*Raw data:*
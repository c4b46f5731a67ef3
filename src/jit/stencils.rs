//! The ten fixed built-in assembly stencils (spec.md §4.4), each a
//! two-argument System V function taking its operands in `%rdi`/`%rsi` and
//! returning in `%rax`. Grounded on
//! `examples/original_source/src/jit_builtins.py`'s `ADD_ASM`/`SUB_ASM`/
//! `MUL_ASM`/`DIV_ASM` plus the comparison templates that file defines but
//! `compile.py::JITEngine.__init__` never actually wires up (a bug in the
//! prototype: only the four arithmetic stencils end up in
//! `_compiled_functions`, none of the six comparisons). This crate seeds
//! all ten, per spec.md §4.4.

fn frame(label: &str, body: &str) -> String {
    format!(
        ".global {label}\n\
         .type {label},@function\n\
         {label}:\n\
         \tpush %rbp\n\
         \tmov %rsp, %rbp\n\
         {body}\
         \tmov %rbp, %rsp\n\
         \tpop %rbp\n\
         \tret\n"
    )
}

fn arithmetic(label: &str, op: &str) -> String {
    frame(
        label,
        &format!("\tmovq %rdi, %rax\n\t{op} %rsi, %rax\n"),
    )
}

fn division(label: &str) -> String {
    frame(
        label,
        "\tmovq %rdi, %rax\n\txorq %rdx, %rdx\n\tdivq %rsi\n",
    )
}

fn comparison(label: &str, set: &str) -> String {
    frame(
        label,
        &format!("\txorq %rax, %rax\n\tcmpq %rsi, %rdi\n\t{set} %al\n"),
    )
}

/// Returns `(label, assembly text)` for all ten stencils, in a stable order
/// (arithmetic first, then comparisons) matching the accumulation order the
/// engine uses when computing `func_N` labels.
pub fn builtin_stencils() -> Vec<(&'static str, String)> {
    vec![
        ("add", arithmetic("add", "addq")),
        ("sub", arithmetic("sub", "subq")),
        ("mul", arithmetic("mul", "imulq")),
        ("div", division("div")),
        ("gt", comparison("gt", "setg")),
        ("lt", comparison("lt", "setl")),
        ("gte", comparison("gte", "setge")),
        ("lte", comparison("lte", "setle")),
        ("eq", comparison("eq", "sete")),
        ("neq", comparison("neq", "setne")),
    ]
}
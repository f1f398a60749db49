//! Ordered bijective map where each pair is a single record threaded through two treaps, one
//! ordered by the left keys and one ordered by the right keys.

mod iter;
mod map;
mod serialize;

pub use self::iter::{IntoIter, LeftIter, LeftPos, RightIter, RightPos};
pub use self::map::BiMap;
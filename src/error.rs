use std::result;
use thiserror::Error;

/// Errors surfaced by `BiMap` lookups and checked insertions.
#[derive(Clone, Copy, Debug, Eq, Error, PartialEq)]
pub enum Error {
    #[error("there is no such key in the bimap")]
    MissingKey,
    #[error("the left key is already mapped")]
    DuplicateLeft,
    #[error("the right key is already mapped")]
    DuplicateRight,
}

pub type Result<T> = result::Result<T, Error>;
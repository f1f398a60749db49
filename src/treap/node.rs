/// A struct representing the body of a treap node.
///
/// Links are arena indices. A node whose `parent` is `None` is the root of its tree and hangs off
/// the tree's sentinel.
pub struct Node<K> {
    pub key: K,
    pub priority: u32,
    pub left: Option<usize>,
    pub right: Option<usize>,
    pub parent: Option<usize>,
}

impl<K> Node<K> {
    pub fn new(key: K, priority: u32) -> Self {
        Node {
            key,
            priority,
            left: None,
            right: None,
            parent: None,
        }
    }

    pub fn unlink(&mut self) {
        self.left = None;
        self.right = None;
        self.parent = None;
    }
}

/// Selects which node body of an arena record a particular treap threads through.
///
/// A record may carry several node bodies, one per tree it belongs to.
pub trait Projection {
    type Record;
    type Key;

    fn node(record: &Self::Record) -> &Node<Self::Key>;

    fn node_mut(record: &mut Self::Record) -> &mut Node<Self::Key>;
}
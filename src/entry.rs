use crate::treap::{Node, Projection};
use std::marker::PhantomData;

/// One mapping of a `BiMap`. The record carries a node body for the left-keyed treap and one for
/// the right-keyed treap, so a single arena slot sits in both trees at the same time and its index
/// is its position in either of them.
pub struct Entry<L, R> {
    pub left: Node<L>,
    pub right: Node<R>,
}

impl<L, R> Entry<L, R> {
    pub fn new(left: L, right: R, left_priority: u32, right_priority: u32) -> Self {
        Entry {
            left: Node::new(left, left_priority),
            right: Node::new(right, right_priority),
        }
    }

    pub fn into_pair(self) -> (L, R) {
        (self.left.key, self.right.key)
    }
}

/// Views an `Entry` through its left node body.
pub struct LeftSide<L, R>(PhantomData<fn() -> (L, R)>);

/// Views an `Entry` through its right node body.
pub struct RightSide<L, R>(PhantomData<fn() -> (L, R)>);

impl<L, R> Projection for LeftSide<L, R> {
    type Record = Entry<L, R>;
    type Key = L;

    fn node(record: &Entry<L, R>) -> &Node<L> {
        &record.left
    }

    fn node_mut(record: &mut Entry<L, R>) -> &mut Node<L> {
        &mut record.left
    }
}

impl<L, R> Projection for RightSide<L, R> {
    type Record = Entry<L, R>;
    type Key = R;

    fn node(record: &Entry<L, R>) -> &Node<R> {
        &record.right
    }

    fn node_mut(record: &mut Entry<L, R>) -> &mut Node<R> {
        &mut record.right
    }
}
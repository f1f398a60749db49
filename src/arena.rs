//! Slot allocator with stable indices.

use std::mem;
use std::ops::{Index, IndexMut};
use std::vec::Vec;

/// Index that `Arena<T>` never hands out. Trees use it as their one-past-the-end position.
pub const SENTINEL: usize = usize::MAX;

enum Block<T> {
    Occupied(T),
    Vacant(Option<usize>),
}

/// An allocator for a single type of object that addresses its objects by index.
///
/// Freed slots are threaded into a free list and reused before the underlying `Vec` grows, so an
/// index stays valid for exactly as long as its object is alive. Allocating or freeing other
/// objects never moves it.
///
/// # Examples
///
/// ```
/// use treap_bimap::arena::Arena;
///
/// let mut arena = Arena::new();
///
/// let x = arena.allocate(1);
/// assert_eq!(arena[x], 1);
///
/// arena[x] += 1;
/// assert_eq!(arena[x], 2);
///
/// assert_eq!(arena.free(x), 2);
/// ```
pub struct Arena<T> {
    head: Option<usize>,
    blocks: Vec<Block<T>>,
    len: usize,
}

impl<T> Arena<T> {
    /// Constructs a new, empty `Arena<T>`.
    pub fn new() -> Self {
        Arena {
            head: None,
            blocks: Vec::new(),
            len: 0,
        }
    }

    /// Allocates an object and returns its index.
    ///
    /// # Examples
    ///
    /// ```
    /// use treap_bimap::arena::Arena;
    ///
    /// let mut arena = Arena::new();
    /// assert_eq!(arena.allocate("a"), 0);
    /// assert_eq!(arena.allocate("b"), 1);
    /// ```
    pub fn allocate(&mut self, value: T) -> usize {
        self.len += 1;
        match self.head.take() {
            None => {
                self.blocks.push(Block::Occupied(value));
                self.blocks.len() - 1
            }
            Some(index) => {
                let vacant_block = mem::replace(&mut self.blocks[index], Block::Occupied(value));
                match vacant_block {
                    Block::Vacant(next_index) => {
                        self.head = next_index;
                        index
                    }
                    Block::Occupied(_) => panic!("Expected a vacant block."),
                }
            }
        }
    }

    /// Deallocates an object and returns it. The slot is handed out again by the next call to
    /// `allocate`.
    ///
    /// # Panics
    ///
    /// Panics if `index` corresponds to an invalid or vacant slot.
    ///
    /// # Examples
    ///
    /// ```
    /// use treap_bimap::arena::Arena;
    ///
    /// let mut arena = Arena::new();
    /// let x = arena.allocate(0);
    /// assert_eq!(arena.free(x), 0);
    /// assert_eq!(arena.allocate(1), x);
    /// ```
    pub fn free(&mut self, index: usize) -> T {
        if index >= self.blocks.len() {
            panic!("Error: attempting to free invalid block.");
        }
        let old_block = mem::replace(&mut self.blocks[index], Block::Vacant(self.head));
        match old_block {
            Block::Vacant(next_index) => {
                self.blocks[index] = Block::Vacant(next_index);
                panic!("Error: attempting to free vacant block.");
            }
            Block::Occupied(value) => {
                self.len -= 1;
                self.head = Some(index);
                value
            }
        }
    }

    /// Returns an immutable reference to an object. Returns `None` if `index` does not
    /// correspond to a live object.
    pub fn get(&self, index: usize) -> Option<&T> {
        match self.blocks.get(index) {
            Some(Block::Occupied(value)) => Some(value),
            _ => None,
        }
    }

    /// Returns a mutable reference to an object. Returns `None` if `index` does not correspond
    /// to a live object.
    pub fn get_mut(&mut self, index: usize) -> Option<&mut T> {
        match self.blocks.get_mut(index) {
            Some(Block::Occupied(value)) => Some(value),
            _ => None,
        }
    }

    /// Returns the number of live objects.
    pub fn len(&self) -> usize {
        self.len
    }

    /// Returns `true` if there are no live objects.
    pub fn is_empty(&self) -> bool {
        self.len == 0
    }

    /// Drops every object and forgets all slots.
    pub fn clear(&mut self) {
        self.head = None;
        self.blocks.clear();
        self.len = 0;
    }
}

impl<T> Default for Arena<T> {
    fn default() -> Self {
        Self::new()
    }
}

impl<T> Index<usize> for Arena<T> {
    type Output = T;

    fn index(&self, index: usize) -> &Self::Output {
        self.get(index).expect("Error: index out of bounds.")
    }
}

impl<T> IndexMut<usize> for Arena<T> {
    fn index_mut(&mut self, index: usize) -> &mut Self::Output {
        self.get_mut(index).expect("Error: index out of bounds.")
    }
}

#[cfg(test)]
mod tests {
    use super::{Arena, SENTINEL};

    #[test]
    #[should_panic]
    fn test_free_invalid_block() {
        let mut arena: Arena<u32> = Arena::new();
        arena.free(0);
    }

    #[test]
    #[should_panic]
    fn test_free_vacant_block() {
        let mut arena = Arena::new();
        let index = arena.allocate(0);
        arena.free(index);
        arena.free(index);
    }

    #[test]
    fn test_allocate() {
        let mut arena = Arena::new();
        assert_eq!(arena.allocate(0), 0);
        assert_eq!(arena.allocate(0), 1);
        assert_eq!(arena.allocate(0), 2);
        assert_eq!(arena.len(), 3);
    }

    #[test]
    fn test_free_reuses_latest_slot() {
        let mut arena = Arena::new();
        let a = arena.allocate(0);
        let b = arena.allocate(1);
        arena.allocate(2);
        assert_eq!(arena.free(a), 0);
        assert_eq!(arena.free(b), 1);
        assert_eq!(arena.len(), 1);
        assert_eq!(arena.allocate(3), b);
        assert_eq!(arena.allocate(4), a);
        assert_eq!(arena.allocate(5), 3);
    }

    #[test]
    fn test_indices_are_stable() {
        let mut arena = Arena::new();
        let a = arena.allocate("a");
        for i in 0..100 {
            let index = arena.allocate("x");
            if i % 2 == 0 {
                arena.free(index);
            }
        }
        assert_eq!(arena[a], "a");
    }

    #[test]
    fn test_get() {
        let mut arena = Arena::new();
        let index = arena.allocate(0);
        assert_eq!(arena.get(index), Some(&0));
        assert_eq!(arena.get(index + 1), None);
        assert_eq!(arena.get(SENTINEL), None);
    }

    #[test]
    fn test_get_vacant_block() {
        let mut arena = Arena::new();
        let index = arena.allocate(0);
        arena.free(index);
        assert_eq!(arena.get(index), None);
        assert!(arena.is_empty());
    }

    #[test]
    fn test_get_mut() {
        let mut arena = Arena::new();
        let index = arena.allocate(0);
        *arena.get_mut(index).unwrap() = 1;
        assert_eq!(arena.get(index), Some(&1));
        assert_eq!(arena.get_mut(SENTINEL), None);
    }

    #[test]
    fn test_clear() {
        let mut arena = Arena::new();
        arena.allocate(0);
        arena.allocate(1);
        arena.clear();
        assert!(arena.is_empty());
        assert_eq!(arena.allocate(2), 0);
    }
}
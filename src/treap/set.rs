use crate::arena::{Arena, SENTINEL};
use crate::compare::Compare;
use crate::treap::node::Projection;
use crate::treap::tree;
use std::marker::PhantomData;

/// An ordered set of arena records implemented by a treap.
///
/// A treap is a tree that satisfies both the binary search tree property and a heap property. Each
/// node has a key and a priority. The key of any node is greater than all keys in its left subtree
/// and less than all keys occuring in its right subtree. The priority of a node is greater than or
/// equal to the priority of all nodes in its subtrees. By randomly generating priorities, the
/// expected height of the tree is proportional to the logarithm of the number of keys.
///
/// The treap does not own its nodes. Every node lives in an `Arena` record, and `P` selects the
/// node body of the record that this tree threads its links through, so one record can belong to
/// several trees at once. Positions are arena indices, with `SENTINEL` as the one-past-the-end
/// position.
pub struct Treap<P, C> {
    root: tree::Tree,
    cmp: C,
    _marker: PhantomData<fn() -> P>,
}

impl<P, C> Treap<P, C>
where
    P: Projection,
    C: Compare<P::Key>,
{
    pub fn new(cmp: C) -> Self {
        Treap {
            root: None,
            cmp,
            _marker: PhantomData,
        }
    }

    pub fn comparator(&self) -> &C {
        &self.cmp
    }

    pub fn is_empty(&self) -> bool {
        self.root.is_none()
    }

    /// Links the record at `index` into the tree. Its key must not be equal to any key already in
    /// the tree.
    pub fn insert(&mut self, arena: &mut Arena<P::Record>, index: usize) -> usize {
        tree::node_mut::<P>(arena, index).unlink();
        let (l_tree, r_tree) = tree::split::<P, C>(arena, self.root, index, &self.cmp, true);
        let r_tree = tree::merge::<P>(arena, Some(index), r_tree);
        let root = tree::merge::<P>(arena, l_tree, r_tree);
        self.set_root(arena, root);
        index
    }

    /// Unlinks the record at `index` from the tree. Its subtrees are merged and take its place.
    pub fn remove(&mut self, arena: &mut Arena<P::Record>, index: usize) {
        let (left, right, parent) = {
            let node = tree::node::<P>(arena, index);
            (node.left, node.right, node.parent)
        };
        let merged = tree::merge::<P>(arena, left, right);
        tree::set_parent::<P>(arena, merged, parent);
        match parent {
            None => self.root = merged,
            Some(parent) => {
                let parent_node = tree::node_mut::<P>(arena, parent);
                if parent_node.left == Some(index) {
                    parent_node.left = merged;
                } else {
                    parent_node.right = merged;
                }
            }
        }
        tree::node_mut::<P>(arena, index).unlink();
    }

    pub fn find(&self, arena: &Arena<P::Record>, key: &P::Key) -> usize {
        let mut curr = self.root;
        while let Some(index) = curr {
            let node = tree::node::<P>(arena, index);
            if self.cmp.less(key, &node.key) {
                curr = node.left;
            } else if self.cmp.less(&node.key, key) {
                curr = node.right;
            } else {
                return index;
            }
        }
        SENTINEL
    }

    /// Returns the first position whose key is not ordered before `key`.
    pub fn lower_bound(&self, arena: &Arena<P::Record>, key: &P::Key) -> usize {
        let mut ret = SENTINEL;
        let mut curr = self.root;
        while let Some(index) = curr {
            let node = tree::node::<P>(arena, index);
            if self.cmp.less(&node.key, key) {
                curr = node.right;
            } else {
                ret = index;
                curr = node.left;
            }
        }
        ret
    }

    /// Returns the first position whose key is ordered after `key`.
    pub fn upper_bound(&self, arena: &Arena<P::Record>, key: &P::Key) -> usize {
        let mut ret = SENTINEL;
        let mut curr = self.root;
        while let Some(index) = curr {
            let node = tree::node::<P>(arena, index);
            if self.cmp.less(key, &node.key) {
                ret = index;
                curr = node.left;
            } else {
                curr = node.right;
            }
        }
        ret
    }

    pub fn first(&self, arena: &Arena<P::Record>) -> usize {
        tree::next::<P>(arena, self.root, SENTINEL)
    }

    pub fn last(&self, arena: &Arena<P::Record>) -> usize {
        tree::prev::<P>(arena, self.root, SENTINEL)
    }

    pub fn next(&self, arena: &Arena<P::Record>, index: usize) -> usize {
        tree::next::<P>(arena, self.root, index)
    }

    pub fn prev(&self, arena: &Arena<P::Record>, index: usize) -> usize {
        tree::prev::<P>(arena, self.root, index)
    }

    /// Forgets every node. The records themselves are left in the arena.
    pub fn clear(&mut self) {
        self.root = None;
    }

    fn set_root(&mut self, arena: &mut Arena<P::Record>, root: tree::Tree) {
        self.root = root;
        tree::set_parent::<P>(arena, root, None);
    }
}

*What to produce:* Filter the entries down to the lines containing "through". Copy each of those lines.

*Answer space:*
//! Ordered bijective map where each pair is a single record threaded through two treaps, one
/// Selects which node body of an arena record a particular treap threads through.
/// Views an `Entry` through its left node body.
/// Views an `Entry` through its right node body.
/// node body of the record that this tree threads its links through, so one record can belong to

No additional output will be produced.